During his long life Edward Fletcher was closely concerned with the evolution and design of steam locomotives from the very earliest prototypes through to the sophisticated examples of Victorian engineering practice produced in the early 1880's.
Fletcher was born in 1809 near Otterburn in Northumberland, and as a young man was apprenticed to George Stephenson at about the time that 'Rocket' was under construction in 1830. Later in that year he drove the locomotive 'Invicta' supplied by Stephenson's company for the Canterbury and Whitstable Railway, and his career during the decade that followed was spent involved as an engineer working on many of the new railway projects being promoted across England. Sadly for us no-one during his lifetime ever wrote a biography of Fletcher during this important and interesting period of railway history.
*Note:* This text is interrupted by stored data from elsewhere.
//! Container authoring: the write side of the directory and record formats.
//!
//! ```
//! use unbundle::builder::{BundleBuilder, RecordWriter};
//! use unbundle::cursor::Endian;
//! use unbundle::schema::TypeTag;
//!
//! let text = RecordWriter::new(TypeTag::TEXT_ASSET, 1, Endian::Little)
//!     .string("readme")
//!     .int32(0)
//!     .bytes(b"hello")
//!     .finish();
//! let mut b = BundleBuilder::new(2);
//! b.add_entry("readme", TypeTag::TEXT_ASSET, text);
//! let container = b.build()?;
//! # Ok::<(), Box<dyn std::error::Error>>(())
//! ```

use byteorder::{BigEndian, LittleEndian, WriteBytesExt};
use std::io;
use thiserror::Error;

use crate::codec::{get_codec, CodecError, Compression};
use crate::cursor::Endian;
use crate::directory::{ENTRY_FLAG_CRC, V1_NAME_LEN};
use crate::header::{BundleHeader, FLAG_BIG_ENDIAN, HEADER_SIZE};
use crate::schema::TypeTag;

/// Entry payloads start on this boundary.
const PAYLOAD_ALIGN: usize = 16;

#[derive(Error, Debug)]
pub enum BuildError {
    #[error("format version {0} cannot store {1}")]
    Unsupported(u32, String),
    #[error(transparent)]
    Codec(#[from] CodecError),
    #[error("IO error: {0}")]
    Io(#[from] io::Error),
}

enum PendingEntry {
    Data {
        name:        String,
        tag:         TypeTag,
        bytes:       Vec<u8>,
        compression: Compression,
    },
    /// Descriptor written verbatim, pointing wherever the caller says.
    Raw {
        name:   String,
        tag:    TypeTag,
        offset: u64,
        length: u64,
    },
}

pub struct BundleBuilder {
    version: u32,
    flags:   u32,
    entries: Vec<PendingEntry>,
}

impl BundleBuilder {
    pub fn new(version: u32) -> Self {
        Self { version, flags: 0, entries: Vec::new() }
    }

    /// Store object records big-endian.
    pub fn big_endian(&mut self) -> &mut Self {
        self.flags |= FLAG_BIG_ENDIAN;
        self
    }

    pub fn object_endian(&self) -> Endian {
        if self.flags & FLAG_BIG_ENDIAN != 0 { Endian::Big } else { Endian::Little }
    }

    pub fn add_entry(&mut self, name: &str, tag: TypeTag, bytes: Vec<u8>) -> &mut Self {
        self.add_compressed_entry(name, tag, bytes, Compression::None)
    }

    pub fn add_compressed_entry(
        &mut self,
        name:        &str,
        tag:         TypeTag,
        bytes:       Vec<u8>,
        compression: Compression,
    ) -> &mut Self {
        self.entries.push(PendingEntry::Data { name: name.to_owned(), tag, bytes, compression });
        self
    }

    pub fn add_raw_descriptor(&mut self, name: &str, tag: TypeTag, offset: u64, length: u64) -> &mut Self {
        self.entries.push(PendingEntry::Raw { name: name.to_owned(), tag, offset, length });
        self
    }

    pub fn build(&self) -> Result<Vec<u8>, BuildError> {
        let mut out = vec![0u8; HEADER_SIZE];
        // (name, tag, offset, stored_len, uncompressed_len, compression, crc)
        let mut records = Vec::with_capacity(self.entries.len());

        for entry in &self.entries {
            match entry {
                PendingEntry::Data { name, tag, bytes, compression } => {
                    if self.version == 1 && *compression != Compression::None {
                        return Err(BuildError::Unsupported(1, "compressed entries".into()));
                    }
                    let stored = get_codec(*compression).compress(bytes)?;
                    let offset = if stored.is_empty() {
                        0
                    } else {
                        out.resize(out.len().next_multiple_of(PAYLOAD_ALIGN), 0);
                        out.len() as u64
                    };
                    let crc = crc32fast::hash(&stored);
                    out.extend_from_slice(&stored);
                    records.push((name, *tag, offset, stored.len() as u64, bytes.len() as u64, *compression, Some(crc)));
                }
                PendingEntry::Raw { name, tag, offset, length } => {
                    records.push((name, *tag, *offset, *length, *length, Compression::None, None));
                }
            }
        }

        out.resize(out.len().next_multiple_of(PAYLOAD_ALIGN), 0);
        let directory_offset = out.len() as u64;
        for (name, tag, offset, stored_len, uncompressed_len, compression, crc) in records {
            match self.version {
                1 => {
                    if name.len() > V1_NAME_LEN {
                        return Err(BuildError::Unsupported(1, format!("name longer than {V1_NAME_LEN} bytes")));
                    }
                    let offset = u32::try_from(offset)
                        .map_err(|_| BuildError::Unsupported(1, "offsets above 4 GiB".into()))?;
                    let length = u32::try_from(stored_len)
                        .map_err(|_| BuildError::Unsupported(1, "entries above 4 GiB".into()))?;
                    let mut padded = [0u8; V1_NAME_LEN];
                    padded[..name.len()].copy_from_slice(name.as_bytes());
                    out.extend_from_slice(&padded);
                    out.write_u32::<LittleEndian>(tag.0)?;
                    out.write_u32::<LittleEndian>(offset)?;
                    out.write_u32::<LittleEndian>(length)?;
                }
                2 => {
                    out.write_u16::<LittleEndian>(name.len() as u16)?;
                    out.extend_from_slice(name.as_bytes());
                    out.resize(out.len().next_multiple_of(4), 0);
                    out.write_u32::<LittleEndian>(tag.0)?;
                    out.write_u16::<LittleEndian>(compression.id())?;
                    out.write_u16::<LittleEndian>(if crc.is_some() { ENTRY_FLAG_CRC } else { 0 })?;
                    out.write_u64::<LittleEndian>(offset)?;
                    out.write_u64::<LittleEndian>(stored_len)?;
                    out.write_u64::<LittleEndian>(uncompressed_len)?;
                    out.write_u32::<LittleEndian>(crc.unwrap_or(0))?;
                }
                v => return Err(BuildError::Unsupported(v, "any directory".into())),
            }
        }

        let header = BundleHeader {
            version: self.version,
            flags: self.flags,
            directory_offset,
            entry_count: self.entries.len() as u32,
        };
        header.write(&mut out[..HEADER_SIZE])?;
        Ok(out)
    }
}

// ── RecordWriter ─────────────────────────────────────────────────────────────

/// Serializes one object record field by field.  The caller is responsible
/// for following the schema of `tag`.
pub struct RecordWriter {
    buf:    Vec<u8>,
    endian: Endian,
}

impl RecordWriter {
    pub fn new(tag: TypeTag, id: u64, endian: Endian) -> Self {
        let mut w = Self { buf: Vec::new(), endian };
        w.put_u32(tag.0);
        w.put_u64(id);
        w
    }

    fn put_u32(&mut self, v: u32) {
        // Writes into a Vec cannot fail.
        let _ = match self.endian {
            Endian::Little => self.buf.write_u32::<LittleEndian>(v),
            Endian::Big    => self.buf.write_u32::<BigEndian>(v),
        };
    }

    fn put_u64(&mut self, v: u64) {
        let _ = match self.endian {
            Endian::Little => self.buf.write_u64::<LittleEndian>(v),
            Endian::Big    => self.buf.write_u64::<BigEndian>(v),
        };
    }

    fn align(&mut self) {
        let len = self.buf.len().next_multiple_of(4);
        self.buf.resize(len, 0);
    }

    pub fn int32(mut self, v: i32) -> Self { self.put_u32(v as u32); self }

    pub fn uint32(mut self, v: u32) -> Self { self.put_u32(v); self }

    pub fn int64(mut self, v: i64) -> Self { self.put_u64(v as u64); self }

    pub fn float32(mut self, v: f32) -> Self { self.put_u32(v.to_bits()); self }

    pub fn string(self, s: &str) -> Self { self.bytes(s.as_bytes()) }

    pub fn bytes(mut self, b: &[u8]) -> Self {
        self.put_u32(b.len() as u32);
        self.buf.extend_from_slice(b);
        self.align();
        self
    }

    pub fn reference(mut self, id: u64) -> Self { self.put_u64(id); self }

    pub fn references(mut self, ids: &[u64]) -> Self {
        self.put_u32(ids.len() as u32);
        for &id in ids {
            self.put_u64(id);
        }
        self
    }

    pub fn finish(self) -> Vec<u8> { self.buf }
}
//! Destinations for decoded payloads.

use parking_lot::Mutex;
use std::collections::BTreeMap;
use std::fs;
use std::io::{self, Write};
use std::path::{Path, PathBuf};
use tempfile::NamedTempFile;

/// Stores one output file.  Implementations must be all-or-nothing: a failed
/// or interrupted write leaves no partial file behind.
pub trait PayloadSink: Send + Sync {
    fn write(&self, relative: &Path, bytes: &[u8]) -> io::Result<()>;
}

/// Writes under a root directory.  Each file is written to a temporary file
/// in the destination directory and renamed into place.
pub struct DirectorySink {
    root: PathBuf,
}

impl DirectorySink {
    pub fn new<P: AsRef<Path>>(root: P) -> io::Result<Self> {
        let root = root.as_ref().to_owned();
        fs::create_dir_all(&root)?;
        Ok(Self { root })
    }

    pub fn root(&self) -> &Path {
        &self.root
    }
}

impl PayloadSink for DirectorySink {
    fn write(&self, relative: &Path, bytes: &[u8]) -> io::Result<()> {
        let target = self.root.join(relative);
        let dir = target.parent().unwrap_or(&self.root);
        fs::create_dir_all(dir)?;
        let mut tmp = NamedTempFile::new_in(dir)?;
        tmp.write_all(bytes)?;
        tmp.flush()?;
        tmp.persist(&target).map_err(|e| e.error)?;
        Ok(())
    }
}

/// Keeps outputs in memory; used for previews and tests.
#[derive(Default)]
pub struct MemorySink {
    files: Mutex<BTreeMap<PathBuf, Vec<u8>>>,
}

impl MemorySink {
    pub fn new() -> Self {
        Self::default()
    }

    pub fn get(&self, relative: &Path) -> Option<Vec<u8>> {
        self.files.lock().get(relative).cloned()
    }

    pub fn paths(&self) -> Vec<PathBuf> {
        self.files.lock().keys().cloned().collect()
    }

    pub fn len(&self) -> usize {
        self.files.lock().len()
    }

    pub fn is_empty(&self) -> bool {
        self.files.lock().is_empty()
    }
}

impl PayloadSink for MemorySink {
    fn write(&self, relative: &Path, bytes: &[u8]) -> io::Result<()> {
        self.files.lock().insert(relative.to_owned(), bytes.to_vec());
        Ok(())
    }
}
In 1845 Fletcher became locomotive superintendent of the Darlington and Newcastle Junction Railway, and then two years later of the larger successor company the York, Newcastle and Berwick Railway. In this role he was responsible for developing the Greenefield Locomotive Works on the banks of the Tyne at Gateshead, a place that became his home (his official residence being literally next to the works site!) and his operational base for the rest of his working life.
With the formation through further amalgamation of the North Eastern Railway in 1854 he became the Company's first locomotive superintendent, a position which he held for 28 years until his retirement in 1882. Fletcher's priorities throughout his career were quite different from those of later and better known locomotive engineers. He inherited an extraordinarily varied stock of older locomotives from smaller constituent companies and a crucial part of his job was to get the best value out of the enormous previous investment in engines that was available to the North Eastern. Standardisation of designs was not a priority for much of his time in office, and it was mainly towards the end of his career that he began to produce the robust designs like the '901' Class for which he is remembered today.
Edward Fletcher died in West Jesmond, Newcastle, on 21 December 1889.